### EXERCISE BRIEF
Read through the records. Copy each line that has the word "RedisSettings".

### INFORMATION SUPPLIED
§ §

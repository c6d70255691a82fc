use axum::{
    extract::{Request, State},
    http::header::AUTHORIZATION,
    middleware::Next,
    response::Response,
};
use base64::{engine::general_purpose::STANDARD, Engine as _};

use crate::api::AppState;
use crate::error::AppError;
use crate::services::UserService;

/// Username and password from an `Authorization: Basic` header.
#[derive(Debug, Clone, PartialEq, Eq)]
pub struct BasicCredentials {
    pub username: String,
    pub password: String,
}

/// Parses `Basic <base64(user:password)>`. The scheme name is matched
/// case-insensitively.
pub fn parse_basic_credentials(header: &str) -> Option<BasicCredentials> {
    let (scheme, encoded) = header.trim().split_once(' ')?;
    if !scheme.eq_ignore_ascii_case("basic") {
        return None;
    }

    let decoded = STANDARD.decode(encoded.trim()).ok()?;
    let decoded = String::from_utf8(decoded).ok()?;
    let (username, password) = decoded.split_once(':')?;
    if username.is_empty() {
        return None;
    }

    Some(BasicCredentials {
        username: username.to_string(),
        password: password.to_string(),
    })
}

/// Rejects requests without valid basic auth credentials and stores the
/// [`crate::models::AuthenticatedUser`] in the request extensions.
pub async fn require_basic_auth(
    State(state): State<AppState>,
    mut request: Request,
    next: Next,
) -> Result<Response, AppError> {
    let credentials = request
        .headers()
        .get(AUTHORIZATION)
        .and_then(|h| h.to_str().ok())
        .and_then(parse_basic_credentials)
        .ok_or_else(|| AppError::Unauthorized("Authentication required".to_string()))?;

    let mut conn = state.pool.acquire().await?;
    let user = UserService
        .authenticate(&mut conn, &credentials.username, &credentials.password)
        .await?;
    drop(conn);

    request.extensions_mut().insert(user);
    Ok(next.run(request).await)
}
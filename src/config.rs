use serde::Deserialize;
use std::time::Duration;

use config::ConfigError;

use crate::idempotency::{IdempotencyHandlerConfig, DEFAULT_MAX_KEY_LENGTH};

/// One hundred years; keeps `created_at + ttl` representable.
const MAX_TTL_HOURS: i64 = 24 * 365 * 100;

#[derive(Debug, Clone, Deserialize)]
pub struct Settings {
    pub database: DatabaseSettings,
    pub redis: RedisSettings,
    pub application: ApplicationSettings,
    #[serde(default)]
    pub idempotency: IdempotencySettings,
    pub seed_user: Option<SeedUserSettings>,
}

#[derive(Debug, Clone, Deserialize)]
pub struct DatabaseSettings {
    pub url: String,
    pub pool_size: u32,
    #[serde(default = "default_acquire_timeout")]
    pub acquire_timeout_seconds: u64,
}

#[derive(Debug, Clone, Deserialize)]
pub struct RedisSettings {
    pub url: String,
    #[serde(default)]
    pub enabled: bool,
}

#[derive(Debug, Clone, Deserialize)]
pub struct ApplicationSettings {
    #[serde(default = "default_host")]
    pub host: String,
    pub port: u16,
    pub log_level: String,
    #[serde(default = "default_log_format")]
    pub log_format: String,
}

#[derive(Debug, Clone, Deserialize)]
pub struct IdempotencySettings {
    pub ttl_hours: i64,
    pub sweep_interval_seconds: u64,
    pub key_header: String,
    pub max_key_length: usize,
}

/// User created at startup when its email is not registered yet.
#[derive(Debug, Clone, Deserialize)]
pub struct SeedUserSettings {
    pub name: String,
    pub email: String,
    pub password: String,
}

fn default_acquire_timeout() -> u64 {
    5
}

fn default_host() -> String {
    "0.0.0.0".to_string()
}

fn default_log_format() -> String {
    "pretty".to_string()
}

impl Default for IdempotencySettings {
    fn default() -> Self {
        Self {
            ttl_hours: 24,
            sweep_interval_seconds: 3600,
            key_header: "Request-Id".to_string(),
            max_key_length: 255,
        }
    }
}

impl IdempotencySettings {
    /// Records must outlive at least one hour of retries, and keys must fit
    /// the `idempotency_key` column.
    pub fn validate(&self) -> Result<(), ConfigError> {
        if self.ttl_hours < 1 {
            return Err(ConfigError::Message(format!(
                "idempotency.ttl_hours must be at least 1, got {}",
                self.ttl_hours
            )));
        }
        self.ttl_seconds()?;

        if !(1..=DEFAULT_MAX_KEY_LENGTH).contains(&self.max_key_length) {
            return Err(ConfigError::Message(format!(
                "idempotency.max_key_length must be between 1 and {}, got {}",
                DEFAULT_MAX_KEY_LENGTH, self.max_key_length
            )));
        }

        if self.key_header.trim().is_empty() {
            return Err(ConfigError::Message("idempotency.key_header must not be empty".to_string()));
        }
        Ok(())
    }

    pub fn sweep_interval(&self) -> Duration {
        Duration::from_secs(self.sweep_interval_seconds.max(1))
    }

    pub fn handler_config(&self) -> Result<IdempotencyHandlerConfig, ConfigError> {
        self.validate()?;
        Ok(IdempotencyHandlerConfig {
            ttl_seconds: self.ttl_seconds()?,
        })
    }

    fn ttl_seconds(&self) -> Result<i64, ConfigError> {
        Some(self.ttl_hours)
            .filter(|hours| *hours <= MAX_TTL_HOURS)
            .and_then(|hours| hours.checked_mul(3600))
            .ok_or_else(|| {
                ConfigError::Message(format!("idempotency.ttl_hours {} is too large", self.ttl_hours))
            })
    }
}

impl DatabaseSettings {
    pub fn acquire_timeout(&self) -> Duration {
        Duration::from_secs(self.acquire_timeout_seconds)
    }
}

impl Settings {
    pub fn new() -> Result<Self, ConfigError> {
        let builder = config::Config::builder()
            .add_source(config::File::with_name("config/default"))
            .add_source(config::File::with_name("config/local").required(false))
            .add_source(config::Environment::with_prefix("APP").separator("__"));

        let settings: Settings = builder.build()?.try_deserialize()?;
        settings.idempotency.validate()?;
        Ok(settings)
    }
}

§ §

### TASK SOLUTION
    pub redis: RedisSettings,
pub struct RedisSettings {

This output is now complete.